With its "Proof of Concept" grants, the European Research Council ERC supports scientists to further develop the economic potential of their research results. Two scientists from the German Cancer Research Center (DKFZ), Mathias Heikenwälder and Nina Papavasiliou, are now receiving the coveted funding. Both researchers want to advance the development of antibodies: as research reagents and for cancer prevention.



Nina Papavasiliou © Jutta Jung / DKFZ

What is special about the ERC's "Proof of Concept" Grants is that this funding can only be applied for by those who already receive ERC grants. The Research Council thus wants to enable scientists to open up possible fields of application for their research results obtained in an ERC-funded project. "At the DKFZ, it is our declared goal to consistently check all scientific results for applicability and usability. This applies both to possible medical improvements that should benefit patients as quickly as possible and to the commercial exploitation, for example of improved research reagents," says Michael Baumann, Director of the DKFZ.

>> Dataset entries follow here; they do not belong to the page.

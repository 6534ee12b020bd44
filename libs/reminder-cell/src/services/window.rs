use chrono::{DateTime, FixedOffset, Utc};

use appointment_cell::{Appointment, AppointmentStatus};

use crate::models::ReminderWindow;

/// Windows an appointment is inside at `now` whose flag is still unset.
/// Only scheduled appointments get reminders.
pub fn due_windows(appointment: &Appointment, now: DateTime<Utc>, offset: FixedOffset) -> Vec<ReminderWindow> {
    if appointment.status != AppointmentStatus::Scheduled {
        return Vec::new();
    }
    let Some(start) = appointment.slot().start_at(offset) else {
        return Vec::new();
    };
    let lead = start - now;

    ReminderWindow::ALL
        .into_iter()
        .filter(|window| !already_sent(appointment, *window))
        .filter(|window| window.contains(lead))
        .collect()
}

fn already_sent(appointment: &Appointment, window: ReminderWindow) -> bool {
    match window {
        ReminderWindow::DayBefore => appointment.reminder_24h_sent,
        ReminderWindow::TwoHoursBefore => appointment.reminder_2h_sent,
    }
}

#[cfg(test)]
mod tests {
    use super::*;
    use appointment_cell::models::clinic_offset;
    use chrono::{Duration, TimeZone};
    use serde_json::json;
    use uuid::Uuid;

    fn starting_at(start: DateTime<Utc>) -> Appointment {
        serde_json::from_value(json!({
            "id": Uuid::new_v4(),
            "request_id": null,
            "clinic_id": Uuid::new_v4(),
            "doctor_id": Uuid::new_v4(),
            "patient_id": Uuid::new_v4(),
            "date": start.format("%Y-%m-%d").to_string(),
            "time": start.format("%H:%M").to_string(),
            "status": "scheduled",
            "reminder_24h_sent": false,
            "reminder_2h_sent": false
        }))
        .unwrap()
    }

    fn now() -> DateTime<Utc> {
        Utc.with_ymd_and_hms(2025, 3, 11, 14, 0, 0).unwrap()
    }

    #[test]
    fn day_before_window_only() {
        let appointment = starting_at(now() + Duration::hours(24) + Duration::minutes(1));
        assert_eq!(due_windows(&appointment, now(), clinic_offset(0)), vec![ReminderWindow::DayBefore]);
    }

    #[test]
    fn twenty_five_hours_out_is_too_early() {
        let appointment = starting_at(now() + Duration::hours(25));
        assert!(due_windows(&appointment, now(), clinic_offset(0)).is_empty());
    }

    #[test]
    fn two_hour_window_bounds() {
        let at_lower = starting_at(now() + Duration::minutes(110));
        let at_upper = starting_at(now() + Duration::minutes(130));
        assert_eq!(due_windows(&at_lower, now(), clinic_offset(0)), vec![ReminderWindow::TwoHoursBefore]);
        assert!(due_windows(&at_upper, now(), clinic_offset(0)).is_empty());
    }

    #[test]
    fn sent_flag_suppresses_window() {
        let mut appointment = starting_at(now() + Duration::hours(24));
        appointment.reminder_24h_sent = true;
        assert!(due_windows(&appointment, now(), clinic_offset(0)).is_empty());
    }

    #[test]
    fn clinic_offset_shifts_start() {
        // 16:00 wall clock at UTC+1 is 15:00 UTC, one hour from now.
        let appointment = starting_at(now() + Duration::hours(2));
        assert!(due_windows(&appointment, now(), clinic_offset(60)).is_empty());
        assert_eq!(
            due_windows(&appointment, now(), clinic_offset(0)),
            vec![ReminderWindow::TwoHoursBefore]
        );
    }

    #[test]
    fn cancelled_appointments_are_skipped() {
        let mut appointment = starting_at(now() + Duration::hours(24));
        appointment.status = AppointmentStatus::Cancelled;
        assert!(due_windows(&appointment, now(), clinic_offset(0)).is_empty());
    }
}
// libs/appointment-cell/src/services/context.rs
use std::sync::Arc;

use tracing::{debug, info};

use identity_cell::{CanonicalClinic, CanonicalDoctor, CanonicalPatient, IdentityResolver};
use messaging_cell::AppointmentSummary;

use crate::models::{Appointment, AppointmentError, AppointmentRequest, ApproveRequest, ScheduleSlot};

/// Where the doctor of a completed context came from.
#[derive(Debug, Clone, Copy, PartialEq, Eq)]
pub enum DoctorSource {
    Assigned,
    TargetEmail,
    EarliestActive,
}

/// Fully resolved input for materialization. Every id is canonical.
#[derive(Debug, Clone)]
pub struct SchedulingContext {
    pub clinic: CanonicalClinic,
    pub doctor: CanonicalDoctor,
    pub patient: CanonicalPatient,
    pub slot: ScheduleSlot,
    pub reason: Option<String>,
    pub notes: Option<String>,
    pub doctor_source: DoctorSource,
}

impl SchedulingContext {
    pub fn summary(&self) -> AppointmentSummary {
        AppointmentSummary {
            date: self.slot.date,
            time: self.slot.time,
            end_time: self.slot.end_time,
            clinic_name: Some(self.clinic.name.clone()),
            doctor_name: Some(self.doctor.display_name.clone()),
            patient_name: Some(self.patient.display_name.clone()),
            reason: self.reason.clone(),
        }
    }
}

/// Completes a request into a `SchedulingContext`. The patient and clinic
/// are never guessed; only acceptance may default the doctor.
pub struct ContextCompletionService {
    resolver: Arc<IdentityResolver>,
}

impl ContextCompletionService {
    pub fn new(resolver: Arc<IdentityResolver>) -> Self {
        Self { resolver }
    }

    pub async fn complete_for_approval(
        &self,
        request: &AppointmentRequest,
        overrides: &ApproveRequest,
        auth_token: &str,
    ) -> Result<SchedulingContext, AppointmentError> {
        let clinic_ref = overrides
            .clinic_id
            .or(request.clinic_id)
            .ok_or(AppointmentError::MissingClinic("approval"))?;
        let doctor_ref = overrides.doctor_id.or(request.doctor_id).ok_or(AppointmentError::MissingDoctor)?;
        let slot = overrides.layer_over(request.requested_slot())?;

        let clinic = self.resolver.resolve_clinic(clinic_ref, auth_token).await?;
        let patient = self.resolver.resolve_patient(request.patient_id, Some(clinic.id), auth_token).await?;
        let doctor = self.resolver.resolve_doctor(doctor_ref, Some(clinic.id), auth_token).await?;

        debug!("Approval context for request {}: clinic {}, doctor {}", request.id, clinic.id, doctor.id);

        Ok(SchedulingContext {
            clinic,
            doctor,
            patient,
            slot,
            reason: request.reason.clone(),
            notes: request.notes.clone(),
            doctor_source: DoctorSource::Assigned,
        })
    }

    pub async fn complete_for_acceptance(
        &self,
        request: &AppointmentRequest,
        auth_token: &str,
    ) -> Result<SchedulingContext, AppointmentError> {
        let slot = request.effective_slot();
        slot.validate()?;

        let clinic_ref = request.clinic_id.ok_or(AppointmentError::MissingClinic("acceptance"))?;
        let clinic = self.resolver.resolve_clinic(clinic_ref, auth_token).await?;
        let patient = self.resolver.resolve_patient(request.patient_id, Some(clinic.id), auth_token).await?;
        let (doctor, doctor_source) = self.choose_doctor(request, &clinic, auth_token).await?;

        if doctor_source != DoctorSource::Assigned {
            info!("Request {} accepted without a doctor; using {} ({:?})", request.id, doctor.id, doctor_source);
        }

        Ok(SchedulingContext {
            clinic,
            doctor,
            patient,
            slot,
            reason: request.reason.clone(),
            notes: request.notes.clone(),
            doctor_source,
        })
    }

    /// Rebases `context` onto the appointment an earlier attempt already
    /// materialized for the request. The stored row wins for parties and slot.
    pub async fn align_with_existing(
        &self,
        mut context: SchedulingContext,
        existing: &Appointment,
        auth_token: &str,
    ) -> Result<SchedulingContext, AppointmentError> {
        if existing.clinic_id != context.clinic.id {
            context.clinic = self.resolver.resolve_clinic(existing.clinic_id, auth_token).await?;
        }
        if existing.patient_id != context.patient.id {
            context.patient = self
                .resolver
                .resolve_patient(existing.patient_id, Some(context.clinic.id), auth_token)
                .await?;
        }
        if existing.doctor_id != context.doctor.id {
            context.doctor = self
                .resolver
                .resolve_doctor(existing.doctor_id, Some(context.clinic.id), auth_token)
                .await?;
            context.doctor_source = DoctorSource::Assigned;
        }
        if existing.slot() != context.slot {
            info!(
                "Appointment {} keeps its stored slot {} {}",
                existing.id,
                existing.date,
                existing.time.format("%H:%M")
            );
            context.slot = existing.slot();
        }
        context.reason = existing.reason.clone().or(context.reason);
        context.notes = existing.notes.clone().or(context.notes);

        Ok(context)
    }

    /// Stored doctor, then the targeted contact address within the clinic,
    /// then the clinic's earliest-created active doctor.
    async fn choose_doctor(
        &self,
        request: &AppointmentRequest,
        clinic: &CanonicalClinic,
        auth_token: &str,
    ) -> Result<(CanonicalDoctor, DoctorSource), AppointmentError> {
        if let Some(doctor_id) = request.doctor_id {
            let doctor = self.resolver.resolve_doctor(doctor_id, Some(clinic.id), auth_token).await?;
            return Ok((doctor, DoctorSource::Assigned));
        }

        if let Some(address) = request.target_doctor_email.as_deref() {
            if let Some(doctor) = self.resolver.find_doctor_by_email(address, clinic.id, auth_token).await? {
                return Ok((doctor, DoctorSource::TargetEmail));
            }
            debug!("No active doctor of clinic {} at {}", clinic.id, address);
        }

        match self.resolver.first_active_doctor(clinic.id, auth_token).await? {
            Some(doctor) => Ok((doctor, DoctorSource::EarliestActive)),
            None => Err(AppointmentError::NoDoctorAvailable),
        }
    }
}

Nina Papavasiliou (ERC Consolidator Grant 2016) is investigating particular modifications in RNA molecules, the significance of which is still poorly understood: messenger RNAs (mRNA), the transcripts of genes, often contain modified building blocks. Scientists suspect that cells use these modifications as an additional control level to regulate the amount of protein whose blueprint is read from the respective gene. To better understand the actual role of these modifications in healthy and diseased cells, a simple but highly specific detection method is required. Previously available antibodies against the modified RNA building blocks often reacted unspecifically or were unable to bind sufficiently tightly to their target structure. Nina Papavasiliou has developed an immunisation system in her laboratory that is particularly suitable for generating high-quality and at the same time highly specific antibodies. With this system, the scientist plans to generate antibodies against the most common RNA modifications. Nina Papavasiliou is convinced that a suitable detection method will help to better understand the mysterious role of the modified RNA building blocks.



Mathias Heikenwälder © Jutta Jung / DKFZ

Mathias Heikenwälder (ERC Consolidator Grant 2016) also receives ERC PoC funding for the development of specific antibodies. The inflammation expert recently discovered that platelets migrating into the liver promote the development of a certain type of liver inflammation (NASH, non-alcoholic steatohepatitis), which in turn can degenerate into cancer. Drugs that are directed against the platelets can stop this process and thus prevent the development of liver cancer in mice, as Heikenwälder has already been able to show. Inflammatory fatty liver occurs less frequently in people who take these drugs. However, the drugs directed against blood platelets sometimes have serious side effects. Heikenwälder and colleagues have identified an enzyme on the surface of the platelets that is responsible for the development of the inflammation. The researchers' goal is now to generate therapeutic antibodies that specifically inhibit this enzyme. This could interrupt the dangerous cascade of inflammation and carcinogenesis without at the same time impairing the vital function of the blood platelets - blood clotting. In the long term, Heikenwälder and his colleagues hope to be able to contribute to the prevention of liver cancer with a suitable antibody.